No -s: irregular plural.

For contrast, "men's shoes" would be shoes owned by two or more men. The women's room would belong to an exclusive group of women. A nurse's station is where a specified nurse should be. A judge's chambers need not be in a courthouse. It could be his private residential space.

This usage is disappearing in English, and it shouldn't. It saves readers effort while eliminating potential ambiguities, and so it ought to be common knowledge.
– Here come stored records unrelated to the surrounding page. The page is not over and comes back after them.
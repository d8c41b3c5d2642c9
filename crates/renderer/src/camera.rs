//! Orbit camera locked on the globe center.

use bytemuck::{Pod, Zeroable};
use glam::{Mat4, Vec2, Vec3};

/// Orbit camera with bounded zoom and free rotation.
///
/// The target is the globe center and is not exposed, so panning is
/// impossible by construction. Zoom distance stays clamped to
/// `[MIN_DISTANCE, MAX_DISTANCE]`.
#[derive(Debug, Clone)]
pub struct OrbitCamera {
    /// Distance from the globe center.
    distance: f32,
    /// Horizontal orbit angle in radians.
    yaw: f32,
    /// Vertical orbit angle in radians, clamped short of the poles.
    pitch: f32,
    /// Field of view in degrees.
    pub fov_degrees: f32,
    /// Near clipping plane.
    pub near: f32,
    /// Far clipping plane.
    pub far: f32,
    /// Aspect ratio (width / height).
    pub aspect: f32,
    /// Orbit speed multiplier for pointer drags.
    pub rotate_speed: f32,
    /// Zoom speed multiplier for scroll input.
    pub zoom_speed: f32,
}

impl OrbitCamera {
    /// Closest allowed approach to the globe.
    pub const MIN_DISTANCE: f32 = 1.5;
    /// Farthest allowed zoom-out.
    pub const MAX_DISTANCE: f32 = 4.0;
    /// Radians of orbit per pixel of drag, before `rotate_speed`.
    const DRAG_SENSITIVITY: f32 = 0.005;

    /// Default view: straight down the +Z axis at distance 2.5.
    pub fn new() -> Self {
        Self {
            distance: 2.5,
            yaw: 0.0,
            pitch: 0.0,
            fov_degrees: 50.0,
            near: 0.1,
            far: 100.0,
            aspect: 16.0 / 9.0,
            rotate_speed: 0.8,
            zoom_speed: 0.6,
        }
    }

    /// Update aspect ratio (call on container resize).
    pub fn set_aspect(&mut self, width: u32, height: u32) {
        self.aspect = width as f32 / height.max(1) as f32;
    }

    /// Orbit from a pointer drag delta in pixels.
    pub fn orbit(&mut self, drag: Vec2) {
        self.yaw -= drag.x * Self::DRAG_SENSITIVITY * self.rotate_speed;
        self.pitch += drag.y * Self::DRAG_SENSITIVITY * self.rotate_speed;

        // Clamp pitch to prevent flipping over the poles
        let max_pitch = std::f32::consts::FRAC_PI_2 - 0.01;
        self.pitch = self.pitch.clamp(-max_pitch, max_pitch);
    }

    /// Zoom by a scroll amount; positive zooms in. Distance stays within
    /// the clamp bounds.
    pub fn zoom(&mut self, amount: f32) {
        self.distance =
            (self.distance - amount * self.zoom_speed).clamp(Self::MIN_DISTANCE, Self::MAX_DISTANCE);
    }

    /// Current distance from the globe center.
    pub fn distance(&self) -> f32 {
        self.distance
    }

    /// Eye position in world space.
    pub fn eye(&self) -> Vec3 {
        Vec3::new(
            self.distance * self.pitch.cos() * self.yaw.sin(),
            self.distance * self.pitch.sin(),
            self.distance * self.pitch.cos() * self.yaw.cos(),
        )
    }

    /// Get the view matrix (looking at the globe center).
    pub fn view_matrix(&self) -> Mat4 {
        Mat4::look_at_rh(self.eye(), Vec3::ZERO, Vec3::Y)
    }

    /// Get the projection matrix.
    pub fn projection_matrix(&self) -> Mat4 {
        Mat4::perspective_rh(self.fov_degrees.to_radians(), self.aspect, self.near, self.far)
    }

    /// Get the combined view-projection matrix.
    pub fn view_projection_matrix(&self) -> Mat4 {
        self.projection_matrix() * self.view_matrix()
    }
}

impl Default for OrbitCamera {
    fn default() -> Self {
        Self::new()
    }
}

/// Camera uniform data for GPU upload.
#[repr(C)]
#[derive(Debug, Clone, Copy, Pod, Zeroable)]
pub struct CameraUniform {
    pub view_proj: [[f32; 4]; 4],
    pub view: [[f32; 4]; 4],
    pub proj: [[f32; 4]; 4],
    pub position: [f32; 4], // w unused, padding
}

impl CameraUniform {
    pub fn new() -> Self {
        Self {
            view_proj: Mat4::IDENTITY.to_cols_array_2d(),
            view: Mat4::IDENTITY.to_cols_array_2d(),
            proj: Mat4::IDENTITY.to_cols_array_2d(),
            position: [0.0; 4],
        }
    }

    pub fn update(&mut self, camera: &OrbitCamera) {
        self.view = camera.view_matrix().to_cols_array_2d();
        self.proj = camera.projection_matrix().to_cols_array_2d();
        self.view_proj = camera.view_projection_matrix().to_cols_array_2d();
        let eye = camera.eye();
        self.position = [eye.x, eye.y, eye.z, 1.0];
    }
}

impl Default for CameraUniform {
    fn default() -> Self {
        Self::new()
    }
}

#[cfg(test)]
mod tests {
    use super::*;

    const EPS: f32 = 1e-5;

    #[test]
    fn default_view_matches_the_mount_position() {
        let camera = OrbitCamera::new();
        assert!((camera.eye() - Vec3::new(0.0, 0.0, 2.5)).length() < EPS);
    }

    #[test]
    fn zoom_is_clamped_to_bounds() {
        let mut camera = OrbitCamera::new();
        camera.zoom(100.0);
        assert_eq!(camera.distance(), OrbitCamera::MIN_DISTANCE);
        camera.zoom(-100.0);
        assert_eq!(camera.distance(), OrbitCamera::MAX_DISTANCE);
    }

    #[test]
    fn orbit_keeps_the_eye_on_the_sphere_of_distance() {
        let mut camera = OrbitCamera::new();
        camera.orbit(Vec2::new(250.0, -120.0));
        assert!((camera.eye().length() - camera.distance()).abs() < EPS);
    }

    #[test]
    fn pitch_is_clamped_short_of_the_poles() {
        let mut camera = OrbitCamera::new();
        camera.orbit(Vec2::new(0.0, 1e6));
        let eye = camera.eye();
        // Never exactly on the Y axis, so look_at keeps a valid basis.
        assert!(eye.x.abs() + eye.z.abs() > 0.0);
        assert!(camera.view_matrix().is_finite());
    }

    #[test]
    fn uniform_tracks_the_camera() {
        let mut camera = OrbitCamera::new();
        camera.zoom(0.5);
        let mut uniform = CameraUniform::new();
        uniform.update(&camera);
        assert_eq!(
            uniform.view_proj,
            camera.view_projection_matrix().to_cols_array_2d()
        );
        assert_eq!(uniform.position[2], camera.distance());
    }
}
Many people would like such clean splits in many areas of grammar, and they rarely exist. Often, it's just people claiming one or the other usage is "wrong". You can advocate for that, but the people whose effort you're trying to safe are likely not going to follow, and "Mother's Day" is going to remain a day for mothers in general. And what AW Admin said ties in here, too: most attributive nouns are singular. So, likely, when you hear a noun ending in -s, people will interpet it as a possessive -s (not sure about that one; not aware of any research). The mistake you made in your post might tie into that, too: it could have been an over-regulation of attributive nouns ending in -s. If people say "men-s shoes" it's always the possessive, since the plural is "men" not "mens", but if you come at it from a theoretical position, it's easy to miss that in a list, when your focus is on the regularity rather than on the words themselves.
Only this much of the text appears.